Data records:

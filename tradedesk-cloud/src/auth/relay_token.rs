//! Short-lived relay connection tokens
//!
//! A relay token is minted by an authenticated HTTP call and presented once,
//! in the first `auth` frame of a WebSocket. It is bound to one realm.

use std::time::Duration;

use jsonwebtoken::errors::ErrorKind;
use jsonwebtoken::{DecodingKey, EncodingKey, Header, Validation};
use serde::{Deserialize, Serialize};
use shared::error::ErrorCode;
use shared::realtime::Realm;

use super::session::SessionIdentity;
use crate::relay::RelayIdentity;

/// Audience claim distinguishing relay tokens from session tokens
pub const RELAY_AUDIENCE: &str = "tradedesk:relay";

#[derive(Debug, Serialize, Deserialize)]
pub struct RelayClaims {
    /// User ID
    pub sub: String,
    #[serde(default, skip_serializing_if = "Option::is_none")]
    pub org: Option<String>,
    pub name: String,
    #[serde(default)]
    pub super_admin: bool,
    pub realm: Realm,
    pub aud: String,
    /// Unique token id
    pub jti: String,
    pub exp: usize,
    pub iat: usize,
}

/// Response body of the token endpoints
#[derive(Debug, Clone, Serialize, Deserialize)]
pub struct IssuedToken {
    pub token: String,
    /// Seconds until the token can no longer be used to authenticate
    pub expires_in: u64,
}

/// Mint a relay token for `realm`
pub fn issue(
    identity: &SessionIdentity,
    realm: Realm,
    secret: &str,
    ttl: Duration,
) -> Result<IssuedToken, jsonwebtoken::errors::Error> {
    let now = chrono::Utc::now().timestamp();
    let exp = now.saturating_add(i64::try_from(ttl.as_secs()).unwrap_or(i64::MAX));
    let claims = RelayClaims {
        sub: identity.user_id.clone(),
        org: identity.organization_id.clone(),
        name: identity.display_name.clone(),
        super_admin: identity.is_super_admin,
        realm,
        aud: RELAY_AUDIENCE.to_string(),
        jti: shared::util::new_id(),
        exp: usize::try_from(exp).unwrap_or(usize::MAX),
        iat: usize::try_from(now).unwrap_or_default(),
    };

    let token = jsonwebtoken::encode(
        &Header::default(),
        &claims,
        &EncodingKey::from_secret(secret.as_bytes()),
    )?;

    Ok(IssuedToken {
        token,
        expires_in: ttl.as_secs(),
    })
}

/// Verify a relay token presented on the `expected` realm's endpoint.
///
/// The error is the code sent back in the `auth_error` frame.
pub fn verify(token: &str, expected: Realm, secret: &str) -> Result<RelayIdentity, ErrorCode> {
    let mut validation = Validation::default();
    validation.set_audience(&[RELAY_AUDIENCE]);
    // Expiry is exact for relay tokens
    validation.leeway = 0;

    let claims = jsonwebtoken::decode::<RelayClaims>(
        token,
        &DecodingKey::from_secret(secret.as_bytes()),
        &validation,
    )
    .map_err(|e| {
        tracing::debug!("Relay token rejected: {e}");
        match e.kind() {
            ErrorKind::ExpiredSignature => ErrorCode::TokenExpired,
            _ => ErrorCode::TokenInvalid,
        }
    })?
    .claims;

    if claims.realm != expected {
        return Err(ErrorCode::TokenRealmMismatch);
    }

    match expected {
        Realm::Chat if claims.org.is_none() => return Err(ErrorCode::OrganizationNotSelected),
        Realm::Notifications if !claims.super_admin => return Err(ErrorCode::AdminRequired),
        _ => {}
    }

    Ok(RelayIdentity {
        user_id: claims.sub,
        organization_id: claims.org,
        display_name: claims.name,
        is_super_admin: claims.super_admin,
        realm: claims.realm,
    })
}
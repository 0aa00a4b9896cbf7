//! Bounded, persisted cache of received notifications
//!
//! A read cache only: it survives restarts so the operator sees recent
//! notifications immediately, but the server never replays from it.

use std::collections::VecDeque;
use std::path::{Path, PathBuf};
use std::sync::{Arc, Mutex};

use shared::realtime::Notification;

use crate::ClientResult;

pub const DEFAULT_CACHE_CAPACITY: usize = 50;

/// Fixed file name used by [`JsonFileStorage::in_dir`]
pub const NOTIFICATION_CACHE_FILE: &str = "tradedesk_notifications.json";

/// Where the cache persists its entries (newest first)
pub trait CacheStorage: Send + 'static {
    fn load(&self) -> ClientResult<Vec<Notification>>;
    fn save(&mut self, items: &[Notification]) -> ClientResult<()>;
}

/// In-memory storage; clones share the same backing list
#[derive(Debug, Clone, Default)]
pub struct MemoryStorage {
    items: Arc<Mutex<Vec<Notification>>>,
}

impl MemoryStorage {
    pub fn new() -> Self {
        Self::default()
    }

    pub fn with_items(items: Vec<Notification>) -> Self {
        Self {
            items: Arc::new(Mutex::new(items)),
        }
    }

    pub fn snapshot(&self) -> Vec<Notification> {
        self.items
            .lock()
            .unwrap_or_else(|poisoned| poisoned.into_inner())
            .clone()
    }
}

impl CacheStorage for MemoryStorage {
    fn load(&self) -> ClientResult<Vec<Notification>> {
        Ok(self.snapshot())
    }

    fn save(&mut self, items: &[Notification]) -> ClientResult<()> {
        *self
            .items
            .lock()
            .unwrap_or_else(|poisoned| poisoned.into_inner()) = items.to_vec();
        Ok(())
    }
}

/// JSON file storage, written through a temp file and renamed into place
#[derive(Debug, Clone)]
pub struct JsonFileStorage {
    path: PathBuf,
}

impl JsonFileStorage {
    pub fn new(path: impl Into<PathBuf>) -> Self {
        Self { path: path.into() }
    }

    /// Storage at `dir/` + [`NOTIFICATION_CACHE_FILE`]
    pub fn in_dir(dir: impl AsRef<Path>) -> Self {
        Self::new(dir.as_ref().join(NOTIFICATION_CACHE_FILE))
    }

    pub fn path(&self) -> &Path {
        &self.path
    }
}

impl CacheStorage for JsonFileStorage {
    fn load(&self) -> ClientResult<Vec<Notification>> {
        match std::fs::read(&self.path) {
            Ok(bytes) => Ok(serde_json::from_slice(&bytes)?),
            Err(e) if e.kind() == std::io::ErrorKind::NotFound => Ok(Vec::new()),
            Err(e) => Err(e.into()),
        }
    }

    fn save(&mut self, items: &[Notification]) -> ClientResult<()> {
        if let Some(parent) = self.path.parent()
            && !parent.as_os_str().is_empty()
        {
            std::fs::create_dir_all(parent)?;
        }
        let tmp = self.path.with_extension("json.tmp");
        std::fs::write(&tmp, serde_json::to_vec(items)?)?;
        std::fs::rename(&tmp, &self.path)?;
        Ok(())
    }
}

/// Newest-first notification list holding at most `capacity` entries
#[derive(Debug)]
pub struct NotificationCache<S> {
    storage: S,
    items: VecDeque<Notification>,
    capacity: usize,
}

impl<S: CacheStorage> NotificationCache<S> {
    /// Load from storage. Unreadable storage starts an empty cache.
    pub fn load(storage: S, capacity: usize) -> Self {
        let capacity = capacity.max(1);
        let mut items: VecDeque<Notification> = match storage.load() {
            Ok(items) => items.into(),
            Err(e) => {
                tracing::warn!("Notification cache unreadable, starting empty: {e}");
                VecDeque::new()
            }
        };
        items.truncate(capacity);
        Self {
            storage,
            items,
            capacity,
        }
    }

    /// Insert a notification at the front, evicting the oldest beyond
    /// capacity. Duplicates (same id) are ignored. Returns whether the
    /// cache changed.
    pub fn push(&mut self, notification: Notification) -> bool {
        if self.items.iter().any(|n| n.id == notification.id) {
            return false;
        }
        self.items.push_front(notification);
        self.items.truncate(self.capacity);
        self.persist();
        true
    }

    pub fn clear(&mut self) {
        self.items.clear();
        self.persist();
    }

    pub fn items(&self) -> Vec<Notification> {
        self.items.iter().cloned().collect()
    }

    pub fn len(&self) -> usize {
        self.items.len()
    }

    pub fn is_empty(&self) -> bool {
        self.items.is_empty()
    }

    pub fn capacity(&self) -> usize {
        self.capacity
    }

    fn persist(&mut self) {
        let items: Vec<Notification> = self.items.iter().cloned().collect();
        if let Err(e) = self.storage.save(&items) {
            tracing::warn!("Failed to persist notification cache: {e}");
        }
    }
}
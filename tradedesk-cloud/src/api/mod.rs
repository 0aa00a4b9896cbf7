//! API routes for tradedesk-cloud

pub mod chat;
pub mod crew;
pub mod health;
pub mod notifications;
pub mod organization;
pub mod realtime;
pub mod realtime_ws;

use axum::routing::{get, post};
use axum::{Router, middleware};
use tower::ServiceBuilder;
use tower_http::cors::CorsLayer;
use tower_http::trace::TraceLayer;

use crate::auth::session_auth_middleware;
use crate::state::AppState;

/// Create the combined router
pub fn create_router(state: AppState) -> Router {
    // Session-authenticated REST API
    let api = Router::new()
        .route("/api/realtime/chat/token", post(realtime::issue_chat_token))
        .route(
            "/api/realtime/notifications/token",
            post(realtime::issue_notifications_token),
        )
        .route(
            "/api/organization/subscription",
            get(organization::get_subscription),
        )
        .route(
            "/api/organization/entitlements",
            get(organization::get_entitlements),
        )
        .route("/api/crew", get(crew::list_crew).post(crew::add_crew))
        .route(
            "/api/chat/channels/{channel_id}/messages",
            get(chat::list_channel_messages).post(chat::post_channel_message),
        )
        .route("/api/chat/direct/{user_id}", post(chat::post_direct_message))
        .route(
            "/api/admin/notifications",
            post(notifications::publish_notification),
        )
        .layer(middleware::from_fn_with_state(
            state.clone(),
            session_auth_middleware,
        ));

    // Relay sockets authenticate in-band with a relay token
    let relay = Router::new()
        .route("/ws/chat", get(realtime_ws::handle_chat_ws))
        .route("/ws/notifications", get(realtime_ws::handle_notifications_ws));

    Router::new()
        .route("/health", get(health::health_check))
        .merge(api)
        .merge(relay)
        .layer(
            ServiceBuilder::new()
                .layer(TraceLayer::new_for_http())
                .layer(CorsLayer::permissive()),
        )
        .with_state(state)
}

What the task asks:
Give the number of lines in the material above where the word "same" appears, without any other words.

Worked solution:
2